Creating AWS API Gateway with PRIVATE endpointType requires ResourcePolicy

I am trying to deploy an API Gateway for a serverless function with a private endpoint type. When I try to deploy the API I get the following message:

An error occurred: ApiGatewayDeployment… - Private REST API doesn’t have a resource policy attached to it (Service: AmazonApiGateway; Status Code: 400; Error Code: BadRequestException; Request ID: …).

I am using the documentation found in the serverless docs. It doesn’t mention anything about having to create a resource policy. The VPC endpoint itself has a very permissive policy.

Should the example below work? Do I need a resource policy as well or should the framework add it for me as it generates the CF stack?

VPC endpoint policy:

{
"Statement": [
    {
        "Action": "*",
        "Effect": "Allow",
        "Resource": "*",
        "Principal": "*"
    }
]
}

Serverless.yml file:

service:
    name: helloworld-api

provider:
    name: aws
    runtime: nodejs12.x
    region: ap-southeast-2
    stage: ${opt:stage, 'dev'}
    endpointType: PRIVATE
    vpcEndpointIds:
      - ${env:VPC_ENDPOINT_ID}  
    vpc:
      subnetIds: 
        - ${env:SUBNET_ID_1}
        - ${env:SUBNET_ID_2}
1 Like

Hello gomesp, did you find a solution?

It seems that serverless framework is setting an empty policy string if you won’t specify provider.resourcePolicy yourself.

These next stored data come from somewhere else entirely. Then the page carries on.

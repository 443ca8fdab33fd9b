use career_timeline::{build_career, BigClubs, DifficultyLevel, RawStint, SelfContainment};
use serde_json::json;

fn ronaldo_like() -> Vec<RawStint> {
    vec![
        RawStint::new("Real Madrid")
            .with_dates(Some("2009-07-01T00:00:00Z"), Some("2018-07-10T00:00:00Z"))
            .with_stats(Some(292), Some(311)),
        RawStint::new("Sporting CP")
            .with_dates(Some("2002-08-01T00:00:00Z"), Some("2003-08-12T00:00:00Z"))
            .with_stats(Some(25), Some(3)),
        RawStint::new("Manchester United")
            .with_dates(Some("2003-08-12T00:00:00Z"), Some("2009-07-01T00:00:00Z"))
            .with_stats(Some(196), Some(84)),
        RawStint::new("Juventus")
            .with_dates(Some("2018-07-10T00:00:00Z"), Some("2021-08-27T00:00:00Z")),
        RawStint::new("Al Nassr").with_dates(Some("2023-01-01T00:00:00Z"), None),
    ]
}

#[test]
fn test_record_serializes_to_client_shape() {
    let record = build_career(
        "Q11571",
        "Cristiano Ronaldo",
        &ronaldo_like(),
        SelfContainment::Include,
        &BigClubs::default(),
    );

    let value = serde_json::to_value(&record).unwrap();
    assert_eq!(value["id"], "Q11571");
    assert_eq!(value["name"], "Cristiano Ronaldo");
    assert_eq!(
        value["career"][0],
        json!({
            "team": "Sporting CP",
            "years": "2002–2003",
            "apps": 25,
            "goals": 3,
            "loan": false
        })
    );
    assert_eq!(value["career"][4]["years"], "2023–");
    assert_eq!(value["career"][3]["apps"], serde_json::Value::Null);

    // 5 clubs, last not big, first not big, big clubs present
    assert_eq!(value["difficulty"], json!({ "score": 65, "level": "Medium" }));
    assert_eq!(record.difficulty.level, DifficultyLevel::Medium);
}

#[test]
fn test_career_is_chronological() {
    let record = build_career(
        "Q1",
        "Someone",
        &ronaldo_like(),
        SelfContainment::Include,
        &BigClubs::default(),
    );
    let teams: Vec<_> = record.career.iter().map(|s| s.club_name.as_str()).collect();
    assert_eq!(
        teams,
        vec!["Sporting CP", "Manchester United", "Real Madrid", "Juventus", "Al Nassr"]
    );
    assert!(record.career.iter().all(|s| !s.loan));
}

#[test]
fn test_loan_spell_lowers_score() {
    let raw = vec![
        RawStint::new("Chelsea").with_dates(Some("2010-01-01"), Some("2016-06-30")),
        RawStint::new("Vitesse").with_dates(Some("2012-08-01"), Some("2013-06-30")),
    ];

    let record = build_career("Q2", "Loanee", &raw, SelfContainment::Include, &BigClubs::default());
    assert!(record.career[1].loan);
    // 50 - 10 + 20 + 15 - 5
    assert_eq!(record.difficulty.score, 70);
    assert_eq!(record.difficulty.level, DifficultyLevel::Easy);
}

#[test]
fn test_empty_career_still_scored() {
    let record = build_career("Q3", "Nobody", &[], SelfContainment::Include, &BigClubs::default());
    assert!(record.career.is_empty());
    assert_eq!(record.difficulty.score, 55);
}

#[test]
fn test_record_reads_back() {
    let record = build_career(
        "Q4",
        "Round Trip",
        &ronaldo_like(),
        SelfContainment::Include,
        &BigClubs::default(),
    );
    let text = serde_json::to_string(&record).unwrap();
    let parsed: career_timeline::CareerRecord = serde_json::from_str(&text).unwrap();

    // typed years are not serialized
    assert_eq!(parsed.career.len(), record.career.len());
    assert_eq!(parsed.career[0].years, record.career[0].years);
    assert_eq!(parsed.difficulty, record.difficulty);
}
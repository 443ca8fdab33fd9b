//! Wikidata Career Fetcher
//!
//! Builds the candidate player pool for the guessing game and produces one
//! career record per player. Network access goes through the
//! [`KnowledgeBase`] trait; the classification and scoring themselves live
//! in the `career-timeline` crate.

pub mod cli;
pub mod config;
pub mod error;
pub mod fetcher;
pub mod logging;
pub mod models;
pub mod output;
pub mod pipeline;
pub mod retry;
pub mod sampler;
pub mod source;

pub use config::FetcherConfig;
pub use error::{SourceError, SourceResult};
pub use fetcher::WikidataClient;
pub use logging::initialize_logging;
pub use models::*;
pub use pipeline::{BatchSummary, CareerPipeline};
pub use retry::run_with_retry;
pub use sampler::{select_diverse, CandidateSampler, PoolReport, StopReason};
pub use source::KnowledgeBase;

This seems to be causing problems for the PRIVATE endpoint type.

As AWS suggests you should allow only traffic from your VPC for the PRIVATE endpoint type.

Also I guess that gomesp may had it right but the Resource policy inside serverless.yml shouldn’t contain the Statement only the array itself like this:

You can see an example of how to add Resoruce policy to the serverless.yml here https://www.serverless.com/framework/docs/providers/aws/events/apigateway#resource-policy

provider:
  resourcePolicy:
   - Effect: Allow
     Action: '*'
     Resource: '*'
     Principal: '*'

Of course it is not advised to have such policies so I would stick with the AWS policy mentioned above.